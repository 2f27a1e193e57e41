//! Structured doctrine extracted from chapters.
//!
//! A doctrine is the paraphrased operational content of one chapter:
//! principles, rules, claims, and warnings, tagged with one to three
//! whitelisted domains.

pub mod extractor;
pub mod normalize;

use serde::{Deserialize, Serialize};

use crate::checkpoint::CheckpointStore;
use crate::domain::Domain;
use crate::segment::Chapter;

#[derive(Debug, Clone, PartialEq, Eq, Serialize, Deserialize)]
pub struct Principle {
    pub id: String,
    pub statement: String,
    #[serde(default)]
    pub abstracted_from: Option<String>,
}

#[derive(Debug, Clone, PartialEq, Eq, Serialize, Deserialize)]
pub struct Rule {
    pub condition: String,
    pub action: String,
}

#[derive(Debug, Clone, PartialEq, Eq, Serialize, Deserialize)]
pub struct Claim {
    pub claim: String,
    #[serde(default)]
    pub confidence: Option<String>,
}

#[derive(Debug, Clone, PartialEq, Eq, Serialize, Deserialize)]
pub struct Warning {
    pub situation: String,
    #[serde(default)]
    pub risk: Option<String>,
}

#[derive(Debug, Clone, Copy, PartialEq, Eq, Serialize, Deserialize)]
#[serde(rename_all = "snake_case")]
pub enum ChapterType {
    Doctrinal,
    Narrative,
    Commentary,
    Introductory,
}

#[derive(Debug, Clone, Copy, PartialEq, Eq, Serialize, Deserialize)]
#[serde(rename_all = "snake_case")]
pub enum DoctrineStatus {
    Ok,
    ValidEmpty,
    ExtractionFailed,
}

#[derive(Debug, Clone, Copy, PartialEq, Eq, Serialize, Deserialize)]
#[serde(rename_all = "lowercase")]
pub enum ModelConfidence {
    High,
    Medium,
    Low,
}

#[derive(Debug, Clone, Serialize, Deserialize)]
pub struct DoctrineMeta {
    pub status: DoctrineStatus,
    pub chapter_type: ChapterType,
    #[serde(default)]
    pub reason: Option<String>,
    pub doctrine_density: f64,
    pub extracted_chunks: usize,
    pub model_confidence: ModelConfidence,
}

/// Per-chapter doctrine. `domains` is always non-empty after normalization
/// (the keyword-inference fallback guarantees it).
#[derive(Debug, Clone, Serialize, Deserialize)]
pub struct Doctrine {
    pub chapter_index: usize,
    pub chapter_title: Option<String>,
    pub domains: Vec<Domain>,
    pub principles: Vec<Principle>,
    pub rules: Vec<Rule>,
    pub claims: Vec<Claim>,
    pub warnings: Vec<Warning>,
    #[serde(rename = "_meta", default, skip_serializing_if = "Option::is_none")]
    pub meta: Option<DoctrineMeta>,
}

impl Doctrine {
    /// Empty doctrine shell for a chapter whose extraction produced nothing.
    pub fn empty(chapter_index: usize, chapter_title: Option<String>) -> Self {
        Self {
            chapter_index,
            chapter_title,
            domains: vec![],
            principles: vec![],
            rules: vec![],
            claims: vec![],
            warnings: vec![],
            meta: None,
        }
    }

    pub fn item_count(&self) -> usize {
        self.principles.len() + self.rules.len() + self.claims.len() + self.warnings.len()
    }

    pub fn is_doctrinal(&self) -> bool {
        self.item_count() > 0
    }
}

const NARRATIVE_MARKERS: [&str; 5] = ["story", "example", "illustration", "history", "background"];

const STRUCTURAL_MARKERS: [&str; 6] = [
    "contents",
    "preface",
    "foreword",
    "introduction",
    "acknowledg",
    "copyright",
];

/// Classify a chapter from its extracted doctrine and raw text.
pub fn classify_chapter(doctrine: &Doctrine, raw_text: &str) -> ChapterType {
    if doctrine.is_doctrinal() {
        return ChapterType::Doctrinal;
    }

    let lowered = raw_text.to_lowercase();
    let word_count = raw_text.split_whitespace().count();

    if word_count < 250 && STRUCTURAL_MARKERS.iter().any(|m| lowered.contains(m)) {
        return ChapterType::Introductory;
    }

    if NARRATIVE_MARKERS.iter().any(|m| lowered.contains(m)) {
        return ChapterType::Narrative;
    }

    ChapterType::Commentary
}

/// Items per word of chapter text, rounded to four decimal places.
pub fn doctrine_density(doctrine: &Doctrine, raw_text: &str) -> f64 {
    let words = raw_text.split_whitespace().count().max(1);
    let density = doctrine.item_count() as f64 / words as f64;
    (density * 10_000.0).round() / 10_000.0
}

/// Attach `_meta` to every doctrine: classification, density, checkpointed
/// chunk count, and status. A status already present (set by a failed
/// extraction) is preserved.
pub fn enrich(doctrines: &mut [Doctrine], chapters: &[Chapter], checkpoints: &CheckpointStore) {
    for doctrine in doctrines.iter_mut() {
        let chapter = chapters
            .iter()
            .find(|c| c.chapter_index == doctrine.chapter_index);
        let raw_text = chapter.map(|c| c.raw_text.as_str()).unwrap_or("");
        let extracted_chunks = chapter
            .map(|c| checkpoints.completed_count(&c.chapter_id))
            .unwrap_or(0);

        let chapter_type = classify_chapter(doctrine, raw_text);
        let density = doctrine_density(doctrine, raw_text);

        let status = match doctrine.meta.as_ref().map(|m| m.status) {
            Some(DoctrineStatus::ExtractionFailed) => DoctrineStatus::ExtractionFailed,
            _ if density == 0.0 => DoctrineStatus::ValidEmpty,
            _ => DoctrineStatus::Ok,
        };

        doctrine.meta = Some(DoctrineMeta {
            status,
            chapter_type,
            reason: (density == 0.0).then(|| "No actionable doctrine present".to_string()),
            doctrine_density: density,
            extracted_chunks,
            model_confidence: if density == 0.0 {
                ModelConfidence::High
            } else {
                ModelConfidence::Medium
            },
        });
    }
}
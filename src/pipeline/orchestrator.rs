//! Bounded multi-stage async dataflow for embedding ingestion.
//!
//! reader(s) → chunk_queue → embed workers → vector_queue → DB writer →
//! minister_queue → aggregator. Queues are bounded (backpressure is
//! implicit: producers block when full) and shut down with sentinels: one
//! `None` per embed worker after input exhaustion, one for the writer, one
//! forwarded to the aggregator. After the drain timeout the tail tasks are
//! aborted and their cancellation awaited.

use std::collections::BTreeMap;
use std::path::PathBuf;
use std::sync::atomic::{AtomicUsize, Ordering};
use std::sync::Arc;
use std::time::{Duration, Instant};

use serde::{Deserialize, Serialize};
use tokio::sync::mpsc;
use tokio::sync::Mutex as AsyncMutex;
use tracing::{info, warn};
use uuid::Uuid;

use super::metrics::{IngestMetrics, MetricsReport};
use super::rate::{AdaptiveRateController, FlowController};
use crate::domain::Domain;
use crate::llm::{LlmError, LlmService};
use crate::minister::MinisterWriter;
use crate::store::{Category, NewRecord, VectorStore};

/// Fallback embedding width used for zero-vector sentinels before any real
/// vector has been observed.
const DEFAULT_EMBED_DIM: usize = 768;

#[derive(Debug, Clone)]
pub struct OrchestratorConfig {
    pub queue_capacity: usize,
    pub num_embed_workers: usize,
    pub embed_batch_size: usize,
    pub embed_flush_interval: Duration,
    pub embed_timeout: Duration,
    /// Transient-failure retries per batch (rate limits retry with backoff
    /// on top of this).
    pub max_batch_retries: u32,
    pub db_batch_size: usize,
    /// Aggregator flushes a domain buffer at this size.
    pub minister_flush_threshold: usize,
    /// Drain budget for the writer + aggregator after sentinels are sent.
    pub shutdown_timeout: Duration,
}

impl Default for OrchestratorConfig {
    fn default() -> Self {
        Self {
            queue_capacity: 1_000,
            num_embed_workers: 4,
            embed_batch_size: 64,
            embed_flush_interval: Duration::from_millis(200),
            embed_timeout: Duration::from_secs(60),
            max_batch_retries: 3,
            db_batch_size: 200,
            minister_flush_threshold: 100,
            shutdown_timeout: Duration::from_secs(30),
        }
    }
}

────

## What you are asked to do
Render the whole set of entries again, exactly as given.

## Solved exercise
repository 2f27a1e193e57e41
//! Structured doctrine extracted from chapters.
//!
//! A doctrine is the paraphrased operational content of one chapter:
//! principles, rules, claims, and warnings, tagged with one to three
//! whitelisted domains.

pub mod extractor;
pub mod normalize;

use serde::{Deserialize, Serialize};

use crate::checkpoint::CheckpointStore;
use crate::domain::Domain;
use crate::segment::Chapter;

#[derive(Debug, Clone, PartialEq, Eq, Serialize, Deserialize)]
pub struct Principle {
    pub id: String,
    pub statement: String,
    #[serde(default)]
    pub abstracted_from: Option<String>,
}

#[derive(Debug, Clone, PartialEq, Eq, Serialize, Deserialize)]
pub struct Rule {
    pub condition: String,
    pub action: String,
}

#[derive(Debug, Clone, PartialEq, Eq, Serialize, Deserialize)]
pub struct Claim {
    pub claim: String,
    #[serde(default)]
    pub confidence: Option<String>,
}

#[derive(Debug, Clone, PartialEq, Eq, Serialize, Deserialize)]
pub struct Warning {
    pub situation: String,
    #[serde(default)]
    pub risk: Option<String>,
}

#[derive(Debug, Clone, Copy, PartialEq, Eq, Serialize, Deserialize)]
#[serde(rename_all = "snake_case")]
pub enum ChapterType {
    Doctrinal,
    Narrative,
    Commentary,
    Introductory,
}

#[derive(Debug, Clone, Copy, PartialEq, Eq, Serialize, Deserialize)]
#[serde(rename_all = "snake_case")]
pub enum DoctrineStatus {
    Ok,
    ValidEmpty,
    ExtractionFailed,
}

#[derive(Debug, Clone, Copy, PartialEq, Eq, Serialize, Deserialize)]
#[serde(rename_all = "lowercase")]
pub enum ModelConfidence {
    High,
    Medium,
    Low,
}

#[derive(Debug, Clone, Serialize, Deserialize)]
pub struct DoctrineMeta {
    pub status: DoctrineStatus,
    pub chapter_type: ChapterType,
    #[serde(default)]
    pub reason: Option<String>,
    pub doctrine_density: f64,
    pub extracted_chunks: usize,
    pub model_confidence: ModelConfidence,
}

/// Per-chapter doctrine. `domains` is always non-empty after normalization
/// (the keyword-inference fallback guarantees it).
#[derive(Debug, Clone, Serialize, Deserialize)]
pub struct Doctrine {
    pub chapter_index: usize,
    pub chapter_title: Option<String>,
    pub domains: Vec<Domain>,
    pub principles: Vec<Principle>,
    pub rules: Vec<Rule>,
    pub claims: Vec<Claim>,
    pub warnings: Vec<Warning>,
    #[serde(rename = "_meta", default, skip_serializing_if = "Option::is_none")]
    pub meta: Option<DoctrineMeta>,
}

impl Doctrine {
    /// Empty doctrine shell for a chapter whose extraction produced nothing.
    pub fn empty(chapter_index: usize, chapter_title: Option<String>) -> Self {
        Self {
            chapter_index,
            chapter_title,
            domains: vec![],
            principles: vec![],
            rules: vec![],
            claims: vec![],
            warnings: vec![],
            meta: None,
        }
    }

    pub fn item_count(&self) -> usize {
        self.principles.len() + self.rules.len() + self.claims.len() + self.warnings.len()
    }

    pub fn is_doctrinal(&self) -> bool {
        self.item_count() > 0
    }
}

const NARRATIVE_MARKERS: [&str; 5] = ["story", "example", "illustration", "history", "background"];

const STRUCTURAL_MARKERS: [&str; 6] = [
    "contents",
    "preface",
    "foreword",
    "introduction",
    "acknowledg",
    "copyright",
];

/// Classify a chapter from its extracted doctrine and raw text.
pub fn classify_chapter(doctrine: &Doctrine, raw_text: &str) -> ChapterType {
    if doctrine.is_doctrinal() {
        return ChapterType::Doctrinal;
    }

    let lowered = raw_text.to_lowercase();
    let word_count = raw_text.split_whitespace().count();

    if word_count < 250 && STRUCTURAL_MARKERS.iter().any(|m| lowered.contains(m)) {
        return ChapterType::Introductory;
    }

    if NARRATIVE_MARKERS.iter().any(|m| lowered.contains(m)) {
        return ChapterType::Narrative;
    }

    ChapterType::Commentary
}

/// Items per word of chapter text, rounded to four decimal places.
pub fn doctrine_density(doctrine: &Doctrine, raw_text: &str) -> f64 {
    let words = raw_text.split_whitespace().count().max(1);
    let density = doctrine.item_count() as f64 / words as f64;
    (density * 10_000.0).round() / 10_000.0
}

/// Attach `_meta` to every doctrine: classification, density, checkpointed
/// chunk count, and status. A status already present (set by a failed
/// extraction) is preserved.
pub fn enrich(doctrines: &mut [Doctrine], chapters: &[Chapter], checkpoints: &CheckpointStore) {
    for doctrine in doctrines.iter_mut() {
        let chapter = chapters
            .iter()
            .find(|c| c.chapter_index == doctrine.chapter_index);
        let raw_text = chapter.map(|c| c.raw_text.as_str()).unwrap_or("");
        let extracted_chunks = chapter
            .map(|c| checkpoints.completed_count(&c.chapter_id))
            .unwrap_or(0);

        let chapter_type = classify_chapter(doctrine, raw_text);
        let density = doctrine_density(doctrine, raw_text);

        let status = match doctrine.meta.as_ref().map(|m| m.status) {
            Some(DoctrineStatus::ExtractionFailed) => DoctrineStatus::ExtractionFailed,
            _ if density == 0.0 => DoctrineStatus::ValidEmpty,
            _ => DoctrineStatus::Ok,
        };

        doctrine.meta = Some(DoctrineMeta {
            status,
            chapter_type,
            reason: (density == 0.0).then(|| "No actionable doctrine present".to_string()),
            doctrine_density: density,
            extracted_chunks,
            model_confidence: if density == 0.0 {
                ModelConfidence::High
            } else {
                ModelConfidence::Medium
            },
        });
    }
}
filename src/pipeline/orchestrator.rs
//! Bounded multi-stage async dataflow for embedding ingestion.
//!
//! reader(s) → chunk_queue → embed workers → vector_queue → DB writer →
//! minister_queue → aggregator. Queues are bounded (backpressure is
//! implicit: producers block when full) and shut down with sentinels: one
//! `None` per embed worker after input exhaustion, one for the writer, one
//! forwarded to the aggregator. After the drain timeout the tail tasks are
//! aborted and their cancellation awaited.

use std::collections::BTreeMap;
use std::path::PathBuf;
use std::sync::atomic::{AtomicUsize, Ordering};
use std::sync::Arc;
use std::time::{Duration, Instant};

use serde::{Deserialize, Serialize};
use tokio::sync::mpsc;
use tokio::sync::Mutex as AsyncMutex;
use tracing::{info, warn};
use uuid::Uuid;

use super::metrics::{IngestMetrics, MetricsReport};
use super::rate::{AdaptiveRateController, FlowController};
use crate::domain::Domain;
use crate::llm::{LlmError, LlmService};
use crate::minister::MinisterWriter;
use crate::store::{Category, NewRecord, VectorStore};

/// Fallback embedding width used for zero-vector sentinels before any real
/// vector has been observed.
const DEFAULT_EMBED_DIM: usize = 768;

#[derive(Debug, Clone)]
pub struct OrchestratorConfig {
    pub queue_capacity: usize,
    pub num_embed_workers: usize,
    pub embed_batch_size: usize,
    pub embed_flush_interval: Duration,
    pub embed_timeout: Duration,
    /// Transient-failure retries per batch (rate limits retry with backoff
    /// on top of this).
    pub max_batch_retries: u32,
    pub db_batch_size: usize,
    /// Aggregator flushes a domain buffer at this size.
    pub minister_flush_threshold: usize,
    /// Drain budget for the writer + aggregator after sentinels are sent.
    pub shutdown_timeout: Duration,
}

impl Default for OrchestratorConfig {
    fn default() -> Self {
        Self {
            queue_capacity: 1_000,
            num_embed_workers: 4,
            embed_batch_size: 64,
            embed_flush_interval: Duration::from_millis(200),
            embed_timeout: Duration::from_secs(60),
            max_batch_retries: 3,
            db_batch_size: 200,
            minister_flush_threshold: 100,
            shutdown_timeout: Duration::from_secs(30),
        }
    }
}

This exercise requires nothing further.